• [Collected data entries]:
[Start of section]
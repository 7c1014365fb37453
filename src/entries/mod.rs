//! # Entries Module
//!
//! Meals and diet entries, which share one contract:
//! - Owner-scoped create, list, get, partial update and delete
//! - Diet adherence metrics (totals and longest in-diet streak)

pub mod handlers;
pub mod metrics;
pub mod models;
pub mod routes;
pub mod services;
pub mod validators;


pub use models::EntryKind;
pub use routes::{diets_routes, meals_routes};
[End of section]
• [Required action]: Return all of the above records exactly, leaving no line out.

• [Your solution]:
repository 7c1014365fb37453
filename src/entries/mod.rs
//! # Entries Module
//!
//! Meals and diet entries, which share one contract:
//! - Owner-scoped create, list, get, partial update and delete
//! - Diet adherence metrics (totals and longest in-diet streak)

pub mod handlers;
pub mod metrics;
pub mod models;
pub mod routes;
pub mod services;
pub mod validators;


pub use models::EntryKind;
pub use routes::{diets_routes, meals_routes};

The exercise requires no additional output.